Before his public lecture last week, internationally renowned architect Daniel Libeskind, designer of Berlin’s Jewish Museum and New York’s World Trade Center, took the chance to share practical advice and inspirational words with students studying at USF’s School of Architecture and Community Design.
“Do what you really want to do,” Libeskind told a standing-room-only audience of USF students who gathered for a Q&A session on the afternoon of April 13, prior to his speaking engagement at the USF School of Music that evening.
“Don’t just follow what has been successful, because success is very thin and very short-lived,” he said. “Don’t get on a bandwagon. Do something interesting.”
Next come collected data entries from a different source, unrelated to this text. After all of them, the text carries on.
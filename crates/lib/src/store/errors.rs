//! Error types for store operations.

use thiserror::Error;

/// Structured error types for the store module.
#[non_exhaustive]
#[derive(Debug, Error)]
pub enum StoreError {
    /// No record with this id exists in the store
    #[error("Record not found in store '{store}': {id}")]
    RecordNotFound { store: String, id: String },

    /// The store payload could not be produced
    #[error("Serialization failed in store '{store}': {reason}")]
    SerializationFailed { store: String, reason: String },

    /// The decrypted payload could not be parsed
    #[error("Deserialization failed in store '{store}': {reason}")]
    DeserializationFailed { store: String, reason: String },

    /// Store members and container participants disagree
    #[error("Membership mismatch in store '{store}': {reason}")]
    MembershipMismatch { store: String, reason: String },
}

impl StoreError {
    /// Check if this error indicates a record was not found
    pub fn is_not_found(&self) -> bool {
        matches!(self, StoreError::RecordNotFound { .. })
    }

    /// Check if this error is related to serialization
    pub fn is_serialization_error(&self) -> bool {
        matches!(
            self,
            StoreError::SerializationFailed { .. } | StoreError::DeserializationFailed { .. }
        )
    }

    /// Check if this error is a member/participant consistency violation
    pub fn is_membership_mismatch(&self) -> bool {
        matches!(self, StoreError::MembershipMismatch { .. })
    }

    /// Get the store name associated with this error
    pub fn store_name(&self) -> &str {
        match self {
            StoreError::RecordNotFound { store, .. }
            | StoreError::SerializationFailed { store, .. }
            | StoreError::DeserializationFailed { store, .. }
            | StoreError::MembershipMismatch { store, .. } => store,
        }
    }
}

impl From<StoreError> for crate::Error {
    fn from(err: StoreError) -> Self {
        crate::Error::Store(err)
    }
}
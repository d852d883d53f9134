//! Constants used throughout the recordvault library.
//!
//! Central definitions for well-known storage keys, storage kind tags and
//! envelope format identifiers.

/// Storage key of the single root store of a local identity.
pub const MAIN_STORE_KEY: &str = "main";

/// Storage kind tag written into every store envelope.
pub const STORE_KIND: &str = "store";

/// Current envelope format version.
pub const ENVELOPE_VERSION: u32 = 1;

/// Envelope scheme tag for [`EncryptionScheme::Simple`](crate::crypto::EncryptionScheme::Simple).
pub const SCHEME_SIMPLE: &str = "simple";

/// Envelope scheme tag for [`EncryptionScheme::PasswordDerived`](crate::crypto::EncryptionScheme::PasswordDerived).
pub const SCHEME_PASSWORD: &str = "PBES2";

/// Envelope scheme tag for [`EncryptionScheme::Shared`](crate::crypto::EncryptionScheme::Shared).
pub const SCHEME_SHARED: &str = "shared";

/// HKDF info string binding wrapped content keys to this format.
pub const WRAP_INFO: &[u8] = b"recordvault-key-wrap-v1";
A native of Poland who immigrated to the United States as a teenager, Libeskind was a professional musician before deciding to study architecture. Having entered the field relatively late in life, Libeskind’s first building, the Jewish Museum in Berlin, opened in 1999, when he was 53.
Today, his portfolio includes high-profile commissions throughout Asia, Europe and the Americas, including the Denver Art Museum, San Francisco’s Contemporary Jewish Museum, the Danish Jewish Museum, Royal Ontario Museum, and numerous commercial and residential projects. In 2003, Libeskind created the winning master plan for the rebuilding of New York’s World Trade Center. He runs Studio Libeskind, with offices in New York and Zurich, with his wife, Nina, who accompanied him to USF.
With each of his creations, Libeskind has learned something new, be it about architecture or working with clients, and the USF students were eager to hear about it all.
Design can originate in the most unusual of ways, Libeskind said, such as the time he tossed a teapot out his office window and then reassembled the pieces, in the process finding inspiration for the United Kingdom’s Imperial War Museum North.
Yet every design should be based in a love for the site, and a desire to create something bigger than a blueprint.
“You cannot relate to it as a job … You have to be very in tune with what you’re doing. You have to be very sensitive and dedicate yourself to something that is not always very obvious … This is an art,” he said.
Also pivotal to any project, Libeskind emphasized, is a good rapport with the client.
“What is the first step you should take?” Libeskind asked. “You have to like the client. I don’t do a project unless I’ve met with the client.”
Libeskind, who won both the Jewish Museum and World Trade Center jobs, encouraged students to take part in competitions in order to keep growing in the profession.
“Architects have a desire to outstrip their own past,” he said. “That’s part of being an architect. That’s part of being an artist. Competitions keep you in the game.”
One student asked Libeskind what he thinks the role of architects will be in the future.
“That depends on the architect. Some architects are proving our obsolescence. Ninety percent of our environment is not architecturally significant,” he said.
“The role of the architect will depend on you … Have faith in your dreams.”
Before his Q&A with students, Libeskind toured the School of Architecture and Community Design with Director Robert MacLeod. Libeskind was impressed that students at the school create scale models of their designs, a method he still employs even as many other architects have gone digital.
“You can smell a good school,” he said. “It’s the smell of wood and glue.”
The time spent with Libeskind left an impression that students and other attendees said will last well into their own careers in architecture.